### Data in this exercise:
####################

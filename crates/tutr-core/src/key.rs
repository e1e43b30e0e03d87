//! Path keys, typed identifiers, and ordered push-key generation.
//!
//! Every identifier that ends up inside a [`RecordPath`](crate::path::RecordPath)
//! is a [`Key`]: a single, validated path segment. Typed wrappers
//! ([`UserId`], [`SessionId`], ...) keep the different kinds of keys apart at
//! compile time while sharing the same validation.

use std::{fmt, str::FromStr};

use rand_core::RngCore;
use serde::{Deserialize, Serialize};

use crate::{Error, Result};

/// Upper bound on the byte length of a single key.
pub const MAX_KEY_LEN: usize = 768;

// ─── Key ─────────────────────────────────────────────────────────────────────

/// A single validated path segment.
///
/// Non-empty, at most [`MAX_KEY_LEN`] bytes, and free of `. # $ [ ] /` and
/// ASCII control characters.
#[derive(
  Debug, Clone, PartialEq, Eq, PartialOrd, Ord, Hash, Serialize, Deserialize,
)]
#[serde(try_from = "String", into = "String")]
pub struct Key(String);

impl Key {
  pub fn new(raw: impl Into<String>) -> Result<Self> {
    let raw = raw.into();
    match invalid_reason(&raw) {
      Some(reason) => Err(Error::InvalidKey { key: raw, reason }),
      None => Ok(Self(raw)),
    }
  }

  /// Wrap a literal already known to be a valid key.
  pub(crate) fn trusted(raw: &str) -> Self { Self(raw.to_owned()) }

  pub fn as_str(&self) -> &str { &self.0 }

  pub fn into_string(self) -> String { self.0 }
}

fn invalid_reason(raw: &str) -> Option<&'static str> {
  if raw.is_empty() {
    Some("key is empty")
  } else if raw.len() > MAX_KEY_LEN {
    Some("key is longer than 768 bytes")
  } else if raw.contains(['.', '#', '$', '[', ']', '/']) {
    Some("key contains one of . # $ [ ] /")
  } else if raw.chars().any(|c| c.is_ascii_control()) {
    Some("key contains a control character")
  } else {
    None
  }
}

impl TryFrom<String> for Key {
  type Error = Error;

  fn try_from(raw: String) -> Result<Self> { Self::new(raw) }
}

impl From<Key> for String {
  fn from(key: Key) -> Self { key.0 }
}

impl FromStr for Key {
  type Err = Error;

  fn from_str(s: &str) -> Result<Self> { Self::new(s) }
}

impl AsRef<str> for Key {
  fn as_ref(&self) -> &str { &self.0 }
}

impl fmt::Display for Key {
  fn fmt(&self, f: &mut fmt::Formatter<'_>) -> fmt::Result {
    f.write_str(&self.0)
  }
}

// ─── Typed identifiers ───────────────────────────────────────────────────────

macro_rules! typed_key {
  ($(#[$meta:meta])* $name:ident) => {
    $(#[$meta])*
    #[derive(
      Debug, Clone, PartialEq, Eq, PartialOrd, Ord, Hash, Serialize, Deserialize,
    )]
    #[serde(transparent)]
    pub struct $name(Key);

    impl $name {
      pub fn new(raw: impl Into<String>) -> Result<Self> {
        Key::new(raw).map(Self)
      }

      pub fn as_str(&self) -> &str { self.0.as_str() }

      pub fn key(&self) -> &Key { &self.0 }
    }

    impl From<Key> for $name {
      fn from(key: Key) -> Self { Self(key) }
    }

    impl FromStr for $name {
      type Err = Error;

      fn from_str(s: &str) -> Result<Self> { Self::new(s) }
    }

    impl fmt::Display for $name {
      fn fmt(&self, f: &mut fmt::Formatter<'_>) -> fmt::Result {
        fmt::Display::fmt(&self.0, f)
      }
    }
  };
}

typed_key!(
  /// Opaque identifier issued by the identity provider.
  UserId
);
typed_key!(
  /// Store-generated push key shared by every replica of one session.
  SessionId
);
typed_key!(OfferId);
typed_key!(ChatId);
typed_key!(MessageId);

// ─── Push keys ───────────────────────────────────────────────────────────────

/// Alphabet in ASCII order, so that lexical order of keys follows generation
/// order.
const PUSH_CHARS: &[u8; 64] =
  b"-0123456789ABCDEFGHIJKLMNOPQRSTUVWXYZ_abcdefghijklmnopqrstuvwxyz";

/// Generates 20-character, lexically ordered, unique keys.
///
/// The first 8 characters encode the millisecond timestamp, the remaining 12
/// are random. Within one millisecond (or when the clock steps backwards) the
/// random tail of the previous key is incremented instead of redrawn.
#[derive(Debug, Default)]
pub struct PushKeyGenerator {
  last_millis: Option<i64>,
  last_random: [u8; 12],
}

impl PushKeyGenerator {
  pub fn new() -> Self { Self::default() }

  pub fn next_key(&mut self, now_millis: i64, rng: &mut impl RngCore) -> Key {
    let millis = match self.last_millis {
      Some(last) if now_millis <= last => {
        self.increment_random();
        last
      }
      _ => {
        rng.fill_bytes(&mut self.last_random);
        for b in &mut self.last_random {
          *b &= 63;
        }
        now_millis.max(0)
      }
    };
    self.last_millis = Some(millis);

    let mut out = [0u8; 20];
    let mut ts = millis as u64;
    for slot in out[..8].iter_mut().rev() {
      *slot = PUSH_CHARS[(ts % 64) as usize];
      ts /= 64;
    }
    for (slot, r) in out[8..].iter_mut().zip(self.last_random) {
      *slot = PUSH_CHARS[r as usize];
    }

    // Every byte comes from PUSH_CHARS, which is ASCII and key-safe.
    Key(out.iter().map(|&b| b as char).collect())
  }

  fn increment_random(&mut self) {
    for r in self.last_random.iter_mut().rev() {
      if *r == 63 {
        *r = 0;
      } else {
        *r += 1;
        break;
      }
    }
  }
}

####################

### Task instructions:
Show every line from the entries that includes the word "FromStr".

### Solution to the exercise:
use std::{fmt, str::FromStr};
impl FromStr for Key {
    impl FromStr for $name {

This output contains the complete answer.